Today, there is a boycott among some players against the national American Ultimate Disc League because, although the AUDL is open to all genders, women only occasionally make a team. Boycotting players want to the teams to have more gender equality.
“We’re right, I believe, at the forefront of how do you develop a women’s sport without using the old model of the NBA and then the WNBA,” Booth said, referring to the professional basketball leagues for men and women.
Booth said the ultimate community is also grappling with the fact that it is largely white, upper middle class and college-educated.
“There’s a big race and gender equity movement in ultimate,” Booth said. With travel and other costs, the sport can also be prohibitively expensive for some. “It is not a cheap sport to compete at the top level ... We are working to change that profile.”
Those are some of the challenges for ultimate going forward as the sport continues to grow in popularity. Soon it may be included in the Olympics. The International Olympic Committee has recognized the sport, but has not yet made it part of the games. But under a new policy, five recognized sports that appeal to youth and promote female athletes can be added during each games without replacing other sports.
As for Kass, who considers himself a co-founder of the game, ultimate faded from his life even as it grew on those increasingly larger stages. As the summer of ‘68 ended, he came back to Amherst and became immersed in the antiwar and civil rights protests and activism of that era.
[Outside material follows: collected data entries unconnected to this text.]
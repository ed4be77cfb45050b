use crate::cell::Cell;
use crate::config::Config;
use crate::entity::Entity;
use crate::error::CoreError;
use crate::ids::{ClientId, TokenId};
use crate::plane::SubscriptionPlane;
use crate::pubsub::PubSub;
use crate::store::{ClientChannel, KeyValueStore};
use crate::broker::Broker;
use crate::token::TokenStore;
use std::sync::Arc;
use tracing::warn;

/// The composition root of the gateway core: the token store, a publishing
/// broker and the two subscription planes.
///
/// Plane exclusivity: a connection is never on both planes at once — every
/// public subscribe entry point clears the other plane first.
pub struct Topology {
    config: Config,
    tokens: TokenStore,
    publisher: Broker,
    cell_plane: Arc<SubscriptionPlane>,
    group_plane: Arc<SubscriptionPlane>,
}

impl Topology {
    /// Assemble a topology over one key-value store and three broker
    /// connections: a publish side and one receive side per plane.
    pub fn new(
        config: Config,
        kv: Arc<dyn KeyValueStore>,
        publisher: Arc<dyn PubSub>,
        cell_feed: Arc<dyn PubSub>,
        group_feed: Arc<dyn PubSub>,
    ) -> Self {
        let tokens = TokenStore::new(kv, config.token_timeout_secs);
        Topology {
            config,
            tokens,
            publisher: Broker::new(publisher),
            cell_plane: SubscriptionPlane::new(cell_feed),
            group_plane: SubscriptionPlane::new(group_feed),
        }
    }

    /// Start both plane receive loops.
    pub fn run(&self) {
        self.cell_plane.run();
        self.group_plane.run();
    }

    pub fn config(&self) -> &Config {
        &self.config
    }

    /// A fresh (sentinel) cell configured for this topology.
    pub fn make_cell(&self) -> Cell {
        Cell::new(self.config.clone())
    }

    pub fn cell_plane(&self) -> &Arc<SubscriptionPlane> {
        &self.cell_plane
    }

    pub fn group_plane(&self) -> &Arc<SubscriptionPlane> {
        &self.group_plane
    }

    /// Mint a session token for `client_id`.
    pub async fn create_token(&self, client_id: ClientId) -> Result<TokenId, CoreError> {
        self.tokens.issue(client_id).await
    }

    /// Resolve a session token back to its client identity.
    pub async fn resolve(&self, token_id: TokenId) -> Result<ClientId, CoreError> {
        self.tokens.resolve(token_id).await
    }

    /// True iff the session token has lapsed.
    pub async fn entity_expired(&self, token_id: TokenId) -> bool {
        self.tokens.expired(token_id).await
    }

    /// Move `conn` onto the cell plane, subscribed to the cell's covering.
    pub async fn subscribe_to_cell(
        &self,
        conn: &Arc<dyn ClientChannel>,
        cell: &Cell,
    ) -> Result<(), CoreError> {
        if let Err(e) = self.group_plane.unsubscribe_all(conn.id()).await {
            warn!("group plane release failed: {e}");
        }
        self.cell_plane.subscribe_to_cell(conn, cell).await
    }

    /// Move `conn` onto the group plane, subscribed to `group_id` alone.
    pub async fn subscribe_to_group(
        &self,
        conn: &Arc<dyn ClientChannel>,
        group_id: &str,
        replace: bool,
    ) -> Result<(), CoreError> {
        if let Err(e) = self.cell_plane.unsubscribe_all(conn.id()).await {
            warn!("cell plane release failed: {e}");
        }
        self.group_plane.subscribe(conn, group_id, replace).await
    }

    /// Remove `conn` from every group channel.
    pub async fn unsubscribe_from_groups(
        &self,
        conn: &Arc<dyn ClientChannel>,
    ) -> Result<(), CoreError> {
        self.group_plane.unsubscribe_all(conn.id()).await
    }

    /// Teardown: remove `conn` from both planes, swallowing errors.
    pub async fn unsubscribe(&self, conn: &Arc<dyn ClientChannel>) -> Result<(), CoreError> {
        if let Err(e) = self.cell_plane.unsubscribe_all(conn.id()).await {
            warn!("cell plane release failed: {e}");
        }
        if let Err(e) = self.group_plane.unsubscribe_all(conn.id()).await {
            warn!("group plane release failed: {e}");
        }
        Ok(())
    }

    /// Publish `message` on the entity's cell channel and then on each of
    /// its group channels. Only the cell publish error surfaces; a broken
    /// group cannot poison the broadcast.
    pub async fn broadcast(&self, entity: &Entity, message: &[u8]) -> Result<(), CoreError> {
        let cell_channel = entity.cell_id().to_string();
        self.publisher.publish(&cell_channel, message).await?;

        for group in entity.groups() {
            if let Err(e) = self.publisher.publish(&group.uuid, message).await {
                warn!("group {} publish failed: {e}", group.uuid);
            }
        }
        Ok(())
    }
}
“I really hardly played it at all once I left Amherst,” Kass said. “I was not on that trajectory.”
It wasn’t until Willie Herndon — a math teacher and ultimate player from St. Louis, Missouri — contacted Kass in 2003 that Kass really started to put together his important role in the founding of ultimate. Herndon learned of Kass during an interview he was conducting with Joel Silver. If Silver had not mentioned Kass in that interview, Kass’s role in ultimate’s founding may have been lost to history.
Kass is now a professor of counseling and psychology at Lesley University in Cambridge, Massachusetts, and serves as a visiting scholar with the Benson-Henry Institute for Mind Body Medicine at Massachusetts General Hospital. He said he feels like a lot of his current work remains consistent with the spirit of ultimate.
That ethos — the “spirit of the game,” as ultimate players call it — is the most important part for Kass. He even describes the absence of a referee in ultimate in Buddhist terms now, calling it “dharmic.”
“You want to win. You’re playing to win — there’s no question about that,” he said. “But you know perfectly well that, even in the games you lose, you can have that feeling of having the ultimate experience.”
“I’m delighted with the idea that there’s a game creeping toward the Olympics without a referee,” Kass said. “Just imagine if, worldwide, people were watching a game, and different than anything else, it has no referees.”